Description of problem: I'm currently testing a new init script for postgresql that does this to create a log file that's not known to selinux-policy-targeted: PGLOG=/var/lib/pgsql/pgstartup.log touch "$PGLOG" || exit 1 chown postgres:postgres "$PGLOG" chmod go-rwx "$PGLOG" [ -x /usr/bin/chcon ] && /usr/bin/chcon -t postgresql_log_t "$PGLOG" This works fine for me, but I have a report that someone else running the same coreutils release gets /usr/bin/chcon: can't apply partial context to unlabeled file /var/lib/pgsql/pgstartup.log Any idea why it fails for him, and what I can do about it? Version-Release number of selected component (if applicable): coreutils-5.2.1-31 How reproducible: 100% for him, 0% for me Steps to Reproduce: 1. See above, or install postgresql-8.0.0rc5-0.3 from fc4-scratch 2. 3. Actual results: Expected results: Additional info: See thread beginning at http://lists.pgfoundry.org/pipermail/pgsqlrpms-hackers/2005-January/000076.html
Well, like the error says, you can't have a partial label. Your /var/lib/pgsql/pgstartup.log file is already labelled and so it makes sense to change part of the label. Their file has no pre-existing label, and so what you're trying to do doesn't make sense. (Dan, is that right?)

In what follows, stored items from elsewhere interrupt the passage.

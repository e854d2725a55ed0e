//! HTTP route handlers.

use std::sync::Arc;

use axum::extract::{Query, State};
use axum::http::{header, StatusCode};
use axum::response::{IntoResponse, Response};
use chrono::{DateTime, Months, NaiveDate, Utc};
use grapher_core::types::{INPUT_REPORT_TITLE, QUERY_REPORT_TITLE};
use grapher_core::{Report, ResultStore};
use grapher_feeds::{QueryError, QueryPath};
use serde::Deserialize;

/// Where `GET /data` reads its series from.
#[derive(Clone)]
pub enum DataSource {
    /// The live series built by the ingestor.
    Input(Arc<ResultStore>),
    /// The configured SQL statement, run per request.
    Query(QueryPath),
}

/// Shared application state.
#[derive(Clone)]
pub struct AppState {
    pub source: DataSource,
}

/// `start` / `end` query parameters, as `YYYY-MM-DD`.
#[derive(Debug, Default, Deserialize)]
pub struct RangeParams {
    pub start: Option<String>,
    pub end: Option<String>,
}

impl RangeParams {
    /// Resolve the range, defaulting to the month before `now`. Values that
    /// do not parse are ignored.
    pub fn resolve(&self, now: DateTime<Utc>) -> (DateTime<Utc>, DateTime<Utc>) {
        let start = parse_day(self.start.as_deref())
            .unwrap_or_else(|| now.checked_sub_months(Months::new(1)).unwrap_or(now));
        let end = parse_day(self.end.as_deref()).unwrap_or(now);
        (start, end)
    }
}

fn parse_day(value: Option<&str>) -> Option<DateTime<Utc>> {
    let day = NaiveDate::parse_from_str(value?.trim(), "%Y-%m-%d").ok()?;
    Some(day.and_hms_opt(0, 0, 0)?.and_utc())
}

/// Request-scoped failure, rendered as `500` with a plain-text body.
#[derive(Debug)]
pub struct ApiError(String);

impl From<QueryError> for ApiError {
    fn from(err: QueryError) -> Self {
        tracing::warn!(error = %err, "query failed");
        Self(err.to_string())
    }
}

impl From<serde_json::Error> for ApiError {
    fn from(err: serde_json::Error) -> Self {
        tracing::error!(error = %err, "failed to encode response");
        Self(err.to_string())
    }
}

impl IntoResponse for ApiError {
    fn into_response(self) -> Response {
        (StatusCode::INTERNAL_SERVER_ERROR, self.0).into_response()
    }
}

/// Handle GET /data
pub async fn handle_data(
    State(state): State<AppState>,
    Query(params): Query<RangeParams>,
) -> Result<Response, ApiError> {
    let body = match &state.source {
        DataSource::Input(store) => {
            let snapshot = store.snapshot();
            serde_json::to_vec(&Report {
                title: INPUT_REPORT_TITLE,
                results: snapshot.points(),
            })?
        }
        DataSource::Query(query) => {
            let (start, end) = params.resolve(Utc::now());
            let points = query.points(start, end).await?;
            serde_json::to_vec(&Report {
                title: QUERY_REPORT_TITLE,
                results: &points,
            })?
        }
    };

    Ok(([(header::CONTENT_TYPE, "application/json")], body).into_response())
}
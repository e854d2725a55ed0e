//! Core types for grapher-core.
//!
//! This module defines the data shapes shared across every layer: the
//! per-bucket [`TimeSeriesPoint`] and the [`Report`] payload served by
//! `GET /data`.

use chrono::{DateTime, Utc};
use serde::Serialize;
use std::collections::BTreeMap;

/// Attributes captured from a log line: every named group except `time`.
///
/// All captures from a text pattern are strings, so the map is uniformly
/// string-valued. A `BTreeMap` keeps the JSON output stable across runs.
pub type Attrs = BTreeMap<String, String>;

/// One bucket of the time series.
///
/// Produced by the line parser with `value = 1` and a `time` already
/// truncated to the configured granularity; merged into a
/// [`Series`](crate::store::Series) afterwards.
#[derive(Debug, Clone, PartialEq, Eq, Serialize)]
pub struct TimeSeriesPoint {
    /// Bucket start (UTC). Serialized as RFC 3339.
    pub time: DateTime<Utc>,
    /// Number of lines (or the query's `value` column) for this bucket.
    pub value: i64,
    /// Attributes of the line that opened the bucket. Omitted from JSON when
    /// empty.
    #[serde(skip_serializing_if = "BTreeMap::is_empty")]
    pub attrs: Attrs,
}

impl TimeSeriesPoint {
    /// A single-line point with no attributes.
    pub fn new(time: DateTime<Utc>, value: i64) -> Self {
        Self {
            time,
            value,
            attrs: Attrs::new(),
        }
    }

    pub fn with_attrs(mut self, attrs: Attrs) -> Self {
        self.attrs = attrs;
        self
    }
}

/// Response body of `GET /data`.
#[derive(Debug, Clone, Serialize)]
pub struct Report<'a> {
    pub title: &'a str,
    pub results: &'a [TimeSeriesPoint],
}

/// Title used when the series comes from the tailed input.
pub const INPUT_REPORT_TITLE: &str = "Report from input";

/// Title used when the series comes from the configured SQL query.
pub const QUERY_REPORT_TITLE: &str = "Report from query";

Hm ... so how do I find out what label is on a file? I've looked through the man pages for the selinux commands I know about, and found nothing :-(
ls -Z
This says the file has no label to start, so you can specify just a partial context. So I believe the user is running on a unlabeled system. IE ls -Z shows no label. so chcon -t XYZ fails because there is no User or Role section.